Um, that's
Soap the TV show, not soap the substance (warning -- don't go to that wikipedia page unless you're okay with possibly seeing spoilers for the show).
Soap ran from 1977 to 1981 and was supposedly a spoof of daytime soap operas. However, there must have been some subversive types on the writing staff, because they kept sneaking in these poignant and/or pointed moments, most often having to do with how the other characters related to either Benson, the black servant of the rich family, played by Robert Guillame, or Jody, the gay son of the middle-class family, played by Billy Crystal.
The storylines surrounding Jody are particularly captivating. True, the writers confound homosexuality with cross-dressing and being transgendered, and there's certainly plenty of humour built around all of that. But -- Jody is never the butt of the joke. It's everyone around him, in various stages of denial, confusion, and disgust, that are the ones being made fun of.
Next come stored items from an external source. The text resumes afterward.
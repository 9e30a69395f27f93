//! Request bodies and query strings
//!
//! Missing fields default to empty strings so the operations decide what is
//! required.

use serde::Deserialize;

#[derive(Debug, Default, Deserialize)]
#[serde(default)]
pub struct PathQuery {
    pub path: String,
}

#[derive(Debug, Default, Deserialize)]
#[serde(default)]
pub struct SearchQuery {
    pub term: String,
    pub path: String,
}

#[derive(Debug, Default, Deserialize)]
#[serde(default)]
pub struct CreateDirRequest {
    /// Parent directory
    pub path: String,
    pub name: String,
}

#[derive(Debug, Default, Deserialize)]
#[serde(default)]
pub struct CreateFileRequest {
    /// Parent directory
    pub path: String,
    pub name: String,
    pub content: String,
}

#[derive(Debug, Default, Deserialize)]
#[serde(default)]
pub struct AppendRequest {
    pub path: String,
    pub content: String,
}

#[derive(Debug, Default, Deserialize)]
#[serde(default)]
pub struct DeleteRequest {
    pub path: String,
}

#[derive(Debug, Default, Deserialize)]
#[serde(default, rename_all = "camelCase")]
pub struct RenameRequest {
    pub old_path: String,
    pub new_name: String,
}
//! Recursive name search

use log::{debug, warn};
use walkdir::WalkDir;

use crate::error::{StorageError, StorageResult};
use crate::storage::operations::FileOperations;
use crate::storage::results::{ListingEntry, SearchResults, sort_entries};

impl FileOperations {
    /// Finds every file and directory below `start_path` whose name contains
    /// `term`, ignoring case.
    ///
    /// Symbolic links are reported but never followed. Subtrees that cannot be
    /// read are skipped.
    pub fn search(&self, start_path: &str, term: &str) -> StorageResult<SearchResults> {
        if term.is_empty() {
            return Err(StorageError::EmptyInput("Search term"));
        }
        let needle = term.to_lowercase();

        let start = self.resolver().resolve(start_path)?;
        if self.inspect(&start)?.is_none() {
            return Err(StorageError::NotFound(self.shown(&start)));
        }

        let mut entries = Vec::new();
        for entry in WalkDir::new(&start).min_depth(1).follow_links(false) {
            let entry = match entry {
                Ok(entry) => entry,
                Err(err) => {
                    warn!("Skipping unreadable entry while searching: {}", err);
                    continue;
                }
            };

            let name = entry.file_name().to_string_lossy();
            if name.to_lowercase().contains(&needle) {
                entries.push(ListingEntry::new(
                    name.into_owned(),
                    self.resolver().display_path(entry.path()),
                    entry.file_type().into(),
                ));
            }
        }
        sort_entries(&mut entries);

        debug!(
            "Search for '{}' under {} found {} entries",
            needle,
            self.shown(&start),
            entries.len()
        );

        Ok(SearchResults {
            term: needle,
            entries,
        })
    }
}
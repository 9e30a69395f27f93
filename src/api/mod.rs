//! HTTP API
//!
//! JSON endpoints under `/api` wrapping the file operations. Every response is
//! `200 OK` carrying a `success` flag; failures carry a human-readable `message`.

pub mod handlers;
pub mod requests;
pub mod responses;
mod routes;

pub use responses::ApiResponse;
pub use routes::{AppState, router};
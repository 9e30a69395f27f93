//! Server middleware
//!
//! Provides request logging.

pub mod logging;
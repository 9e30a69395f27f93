//! Router assembly

use axum::{
    Router, middleware,
    routing::{get, post},
};
use std::sync::Arc;

use crate::api::handlers;
use crate::middleware::logging::log_request;
use crate::storage::FileOperations;

/// Shared, read-only state handed to every handler
#[derive(Debug, Clone)]
pub struct AppState {
    pub operations: Arc<FileOperations>,
    pub root_label: Arc<str>,
}

impl AppState {
    pub fn new(operations: FileOperations, root_label: &str) -> Self {
        Self {
            operations: Arc::new(operations),
            root_label: Arc::from(root_label),
        }
    }
}

/// Build the HTTP router with request logging.
pub fn router(state: AppState) -> Router {
    Router::new()
        .route("/health", get(handlers::health_check))
        .route("/api/browse", get(handlers::browse))
        .route("/api/get-file-content", get(handlers::get_file_content))
        .route("/api/create_dir", post(handlers::create_dir))
        .route("/api/create_file", post(handlers::create_file))
        .route("/api/append_file", post(handlers::append_file))
        .route("/api/delete", post(handlers::delete_item))
        .route("/api/rename_item", post(handlers::rename_item))
        .route("/api/search", get(handlers::search))
        .layer(middleware::from_fn(log_request))
        .with_state(state)
}
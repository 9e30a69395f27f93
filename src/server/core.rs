use axum::Router;
use log::{info, warn};
use std::net::SocketAddr;
use tokio::net::TcpListener;

use crate::api::{AppState, router};
use crate::config::ServerConfig;
use crate::error::ServerError;
use crate::sandbox::SandboxRoot;
use crate::storage::FileOperations;

/// A bound, ready-to-serve file manager.
///
/// Construction establishes the sandbox root first; if that fails nothing is
/// bound and no request can ever reach a file operation.
pub struct Server {
    listener: TcpListener,
    app: Router,
    local_addr: SocketAddr,
}

impl Server {
    pub async fn new(config: &ServerConfig) -> Result<Self, ServerError> {
        let root = SandboxRoot::new(config.sandbox_root_path(), config.create_root)?;
        info!("Sandbox root directory: {}", root.path().display());

        let state = AppState::new(FileOperations::new(root), &config.root_label);

        let addr = config.socket_addr();
        let listener = TcpListener::bind(&addr)
            .await
            .map_err(|source| ServerError::Bind {
                addr: addr.clone(),
                source,
            })?;
        let local_addr = listener
            .local_addr()
            .map_err(|source| ServerError::Bind { addr, source })?;

        info!("Server bound to {}", local_addr);

        Ok(Self {
            listener,
            app: router(state),
            local_addr,
        })
    }

    /// Address actually bound (useful when the configured port is 0)
    pub fn local_addr(&self) -> SocketAddr {
        self.local_addr
    }

    /// Serve requests until Ctrl-C.
    pub async fn start(self) -> Result<(), ServerError> {
        info!("Starting RAX file manager on http://{}", self.local_addr);

        axum::serve(self.listener, self.app)
            .with_graceful_shutdown(shutdown_signal())
            .await
            .map_err(ServerError::Serve)
    }
}

async fn shutdown_signal() {
    match tokio::signal::ctrl_c().await {
        Ok(()) => info!("Shutdown signal received"),
        Err(e) => warn!("Failed to listen for shutdown signal: {}", e),
    }
}
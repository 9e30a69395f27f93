//! File system storage management
//!
//! File operations confined to the sandbox root.

pub mod filesystem;
pub mod operations;
pub mod results;
mod search;

pub use filesystem::EntryKind;
pub use operations::FileOperations;
pub use results::{DirectoryListing, ListingEntry, SearchResults};
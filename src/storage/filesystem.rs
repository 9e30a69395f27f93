//! File system inspection
//!
//! Classifies paths without following symbolic links.

use std::fs::{self, FileType};
use std::io::{ErrorKind, Result};
use std::path::Path;

/// What a sandboxed path currently points at
#[derive(Debug, Clone, Copy, PartialEq, Eq)]
pub enum EntryKind {
    File,
    Directory,
    Other,
}

impl From<FileType> for EntryKind {
    fn from(file_type: FileType) -> Self {
        if file_type.is_dir() {
            EntryKind::Directory
        } else if file_type.is_file() {
            EntryKind::File
        } else {
            EntryKind::Other
        }
    }
}

/// Inspect a path; `Ok(None)` when nothing exists there.
pub fn entry_kind(path: &Path) -> Result<Option<EntryKind>> {
    match fs::symlink_metadata(path) {
        Ok(metadata) => Ok(Some(metadata.file_type().into())),
        // NotADirectory: some component along the way is a regular file.
        Err(e) if matches!(e.kind(), ErrorKind::NotFound | ErrorKind::NotADirectory) => Ok(None),
        Err(e) => Err(e),
    }
}

/// Check if a regular file exists
pub fn file_exists(path: &Path) -> bool {
    matches!(entry_kind(path), Ok(Some(EntryKind::File)))
}

/// Check if a directory exists
pub fn directory_exists(path: &Path) -> bool {
    matches!(entry_kind(path), Ok(Some(EntryKind::Directory)))
}
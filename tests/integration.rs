use axum::{
    Router,
    body::Body,
    http::{Request, StatusCode},
};
use serde_json::{Value, json};
use std::fs;
use tempfile::TempDir;
use tower::ServiceExt;

use rax_file_manager::api::{AppState, router};
use rax_file_manager::sandbox::SandboxRoot;
use rax_file_manager::storage::FileOperations;

// Helper to build the app over a fresh sandbox
fn setup() -> (TempDir, Router) {
    let tmp = TempDir::new().unwrap();
    let root = SandboxRoot::new(tmp.path().join("data"), true).unwrap();
    let state = AppState::new(FileOperations::new(root), "data");
    (tmp, router(state))
}

async fn read_json(response: axum::response::Response) -> Value {
    assert_eq!(response.status(), StatusCode::OK);
    let body = axum::body::to_bytes(response.into_body(), 1024 * 1024)
        .await
        .unwrap();
    serde_json::from_slice(&body).unwrap()
}

async fn get(app: &Router, uri: &str) -> Value {
    let response = app
        .clone()
        .oneshot(Request::builder().uri(uri).body(Body::empty()).unwrap())
        .await
        .unwrap();
    read_json(response).await
}

async fn post(app: &Router, uri: &str, body: Value) -> Value {
    let response = app
        .clone()
        .oneshot(
            Request::builder()
                .method("POST")
                .uri(uri)
                .header("content-type", "application/json")
                .body(Body::from(serde_json::to_vec(&body).unwrap()))
                .unwrap(),
        )
        .await
        .unwrap();
    read_json(response).await
}

#[tokio::test]
async fn test_health() {
    let (_tmp, app) = setup();
    let response = app
        .oneshot(Request::builder().uri("/health").body(Body::empty()).unwrap())
        .await
        .unwrap();
    assert_eq!(response.status(), StatusCode::OK);
}

#[tokio::test]
async fn test_browse_root_lists_directories_first() {
    let (_tmp, app) = setup();
    post(&app, "/api/create_file", json!({"path": "", "name": "a.txt", "content": ""})).await;
    post(&app, "/api/create_dir", json!({"path": "", "name": "docs"})).await;

    let json = get(&app, "/api/browse?path=").await;
    assert_eq!(json["success"], true);
    assert_eq!(json["current_path_display"], "data/");
    assert_eq!(
        json["items"],
        json!([
            {"name": "docs", "path": "docs", "is_dir": true, "is_file": false},
            {"name": "a.txt", "path": "a.txt", "is_dir": false, "is_file": true}
        ])
    );
}

#[tokio::test]
async fn test_browse_without_query_defaults_to_root() {
    let (_tmp, app) = setup();
    let json = get(&app, "/api/browse").await;
    assert_eq!(json["success"], true);
    assert_eq!(json["items"], json!([]));
}

#[tokio::test]
async fn test_browse_subdirectory_display() {
    let (_tmp, app) = setup();
    post(&app, "/api/create_dir", json!({"path": "", "name": "docs"})).await;

    let json = get(&app, "/api/browse?path=docs").await;
    assert_eq!(json["current_path_display"], "data/docs/");

    let json = get(&app, "/api/browse?path=missing").await;
    assert_eq!(json["success"], false);
    assert!(json["message"].as_str().unwrap().contains("Not found"));
}

#[tokio::test]
async fn test_create_append_read_flow() {
    let (_tmp, app) = setup();

    let json = post(&app, "/api/create_dir", json!({"path": "", "name": "docs"})).await;
    assert_eq!(json, json!({"success": true, "message": "Directory 'docs' created successfully"}));

    let json = post(
        &app,
        "/api/create_file",
        json!({"path": "docs", "name": "a.txt", "content": "hello"}),
    )
    .await;
    assert_eq!(json["success"], true);
    assert_eq!(json["message"], "File 'a.txt' created successfully");

    let json = post(&app, "/api/append_file", json!({"path": "docs/a.txt", "content": "world"})).await;
    assert_eq!(json["success"], true);
    assert_eq!(json["message"], "Content appended to 'a.txt' successfully");

    let json = get(&app, "/api/get-file-content?path=docs/a.txt").await;
    assert_eq!(json, json!({"success": true, "content": "hello\nworld"}));
}

#[tokio::test]
async fn test_create_file_conflict_keeps_content() {
    let (_tmp, app) = setup();
    post(&app, "/api/create_file", json!({"path": "", "name": "a.txt", "content": "keep"})).await;

    let json = post(
        &app,
        "/api/create_file",
        json!({"path": "", "name": "a.txt", "content": "clobber"}),
    )
    .await;
    assert_eq!(json["success"], false);
    assert!(json["message"].as_str().unwrap().contains("already exists"));

    let json = get(&app, "/api/get-file-content?path=a.txt").await;
    assert_eq!(json["content"], "keep");
}

#[tokio::test]
async fn test_missing_name_is_reported() {
    let (_tmp, app) = setup();
    let json = post(&app, "/api/create_dir", json!({"path": ""})).await;
    assert_eq!(json, json!({"success": false, "message": "Name is required"}));
}

#[tokio::test]
async fn test_malformed_json_is_a_failure_envelope() {
    let (_tmp, app) = setup();
    let response = app
        .oneshot(
            Request::builder()
                .method("POST")
                .uri("/api/delete")
                .header("content-type", "application/json")
                .body(Body::from("{not json"))
                .unwrap(),
        )
        .await
        .unwrap();

    let json = read_json(response).await;
    assert_eq!(json["success"], false);
    assert!(json["message"].is_string());
}

#[tokio::test]
async fn test_delete_root_is_forbidden() {
    let (tmp, app) = setup();
    post(&app, "/api/create_file", json!({"path": "", "name": "a.txt", "content": "x"})).await;

    for path in ["", ".", "/", "docs/.."] {
        let json = post(&app, "/api/delete", json!({"path": path})).await;
        assert_eq!(
            json,
            json!({"success": false, "message": "Cannot delete the root directory"})
        );
    }
    assert!(tmp.path().join("data").join("a.txt").exists());
}

#[tokio::test]
async fn test_delete_directory_recursively() {
    let (tmp, app) = setup();
    post(&app, "/api/create_dir", json!({"path": "", "name": "docs"})).await;
    post(&app, "/api/create_file", json!({"path": "docs", "name": "a.txt", "content": "x"})).await;

    let json = post(&app, "/api/delete", json!({"path": "docs"})).await;
    assert_eq!(json["success"], true);
    assert_eq!(
        json["message"],
        "Directory 'docs' and its contents deleted successfully"
    );
    assert!(!tmp.path().join("data").join("docs").exists());

    let json = post(&app, "/api/delete", json!({"path": "docs"})).await;
    assert_eq!(json["success"], false);
}

#[tokio::test]
async fn test_rename_within_directory_only() {
    let (_tmp, app) = setup();
    post(&app, "/api/create_dir", json!({"path": "", "name": "docs"})).await;
    post(&app, "/api/create_dir", json!({"path": "", "name": "other"})).await;
    post(&app, "/api/create_file", json!({"path": "docs", "name": "a.txt", "content": "x"})).await;

    let json = post(
        &app,
        "/api/rename_item",
        json!({"oldPath": "docs/a.txt", "newName": "../other/a.txt"}),
    )
    .await;
    assert_eq!(json["success"], false);

    let json = post(
        &app,
        "/api/rename_item",
        json!({"oldPath": "docs/a.txt", "newName": "b.txt"}),
    )
    .await;
    assert_eq!(
        json,
        json!({"success": true, "message": "Renamed \"a.txt\" to \"b.txt\" successfully"})
    );

    let json = get(&app, "/api/browse?path=docs").await;
    assert_eq!(json["items"][0]["path"], "docs/b.txt");
}

#[tokio::test]
async fn test_search_from_root() {
    let (_tmp, app) = setup();
    post(&app, "/api/create_dir", json!({"path": "", "name": "docs"})).await;
    post(&app, "/api/create_file", json!({"path": "", "name": "a.txt", "content": ""})).await;

    let json = get(&app, "/api/search?term=DOC&path=").await;
    assert_eq!(json["success"], true);
    assert_eq!(json["search_term"], "doc");
    assert_eq!(json["message"], "Found 1 results for \"doc\"");
    assert_eq!(
        json["results"],
        json!([{"name": "docs", "path": "docs", "is_dir": true, "is_file": false}])
    );

    let json = get(&app, "/api/search?path=").await;
    assert_eq!(json["success"], false);
}

#[tokio::test]
async fn test_traversal_is_rejected_on_every_route() {
    let (tmp, app) = setup();
    fs::write(tmp.path().join("secret.txt"), "top secret").unwrap();

    for uri in [
        "/api/browse?path=..",
        "/api/get-file-content?path=../secret.txt",
        "/api/get-file-content?path=..%2F..%2Fetc%2Fpasswd",
        "/api/search?term=secret&path=..",
    ] {
        let json = get(&app, uri).await;
        assert_eq!(json["success"], false, "{uri}");
        assert!(
            json["message"].as_str().unwrap().starts_with("Invalid path"),
            "{uri}"
        );
    }

    let json = post(&app, "/api/delete", json!({"path": "../secret.txt"})).await;
    assert_eq!(json["success"], false);
    let json = post(
        &app,
        "/api/create_file",
        json!({"path": "..", "name": "evil.txt", "content": ""}),
    )
    .await;
    assert_eq!(json["success"], false);
    let json = post(
        &app,
        "/api/append_file",
        json!({"path": "../secret.txt", "content": "pwned"}),
    )
    .await;
    assert_eq!(json["success"], false);

    assert_eq!(
        fs::read_to_string(tmp.path().join("secret.txt")).unwrap(),
        "top secret"
    );
    assert!(!tmp.path().join("evil.txt").exists());
}

#[tokio::test]
async fn test_sibling_prefix_directory_is_unreachable() {
    let (tmp, app) = setup();
    fs::create_dir(tmp.path().join("data-evil")).unwrap();
    fs::write(tmp.path().join("data-evil").join("loot.txt"), "loot").unwrap();

    let json = get(&app, "/api/get-file-content?path=../data-evil/loot.txt").await;
    assert_eq!(json["success"], false);
}
//! Input validation utilities
//!
//! Provides input validation and sanitization functions.

use crate::error::{StorageError, StorageResult};

/// Trim a required field, failing with `EmptyInput` when nothing is left.
pub fn require_non_blank<'a>(field: &'static str, value: &'a str) -> StorageResult<&'a str> {
    let trimmed = value.trim();
    if trimmed.is_empty() {
        Err(StorageError::EmptyInput(field))
    } else {
        Ok(trimmed)
    }
}

/// Join a sandbox-relative directory and a child name with a forward slash.
pub fn join_relative(directory: &str, name: &str) -> String {
    if directory.is_empty() {
        name.to_string()
    } else {
        format!("{}/{}", directory.trim_end_matches('/'), name)
    }
}

#[cfg(test)]
mod tests {
    use super::*;

    #[test]
    fn test_require_non_blank() {
        assert_eq!(require_non_blank("Name", "  notes ").unwrap(), "notes");
        assert!(matches!(
            require_non_blank("Name", " \t\n"),
            Err(StorageError::EmptyInput("Name"))
        ));
        assert!(require_non_blank("Name", "").is_err());
    }

    #[test]
    fn test_join_relative() {
        assert_eq!(join_relative("", "a.txt"), "a.txt");
        assert_eq!(join_relative("docs", "a.txt"), "docs/a.txt");
        assert_eq!(join_relative("docs/", "a.txt"), "docs/a.txt");
    }
}
//! services/api/src/web/state.rs
//!
//! Defines the application's shared state.

use crate::config::Config;
use scripture_core::ports::SessionStore;
use scripture_core::service::BibleService;
use std::sync::Arc;

//=========================================================================================
// AppState (Shared Across All Requests)
//=========================================================================================

/// The shared application state, created once at startup and passed to all handlers.
#[derive(Clone)]
pub struct AppState {
    pub bible: BibleService,
    pub sessions: Arc<dyn SessionStore>,
    pub config: Arc<Config>,
}

/// The authenticated caller's user id, inserted by `require_auth`.
#[derive(Debug, Clone, PartialEq, Eq)]
pub struct AuthUser(pub String);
And then...and then they sneak in these beautiful scenes, played almost totally straight, like the one where Jody says to his disapproving stepfather, "Look at me. I'm a person, just like you. Look at me." Or the one I just watched in Episode 108, where Jody talks his brother Danny out of his steadfast denial. Danny: "You're probably not gay". Jody: "I am! And it shouldn't make any difference -- and if it does and you don't love me now because of it, then you've never loved me at all!".
You can watch it
here, if you're okay with watching an ad (if you don't want to watch the whole episode, skip to minute 9; skipping will cause another ad to play).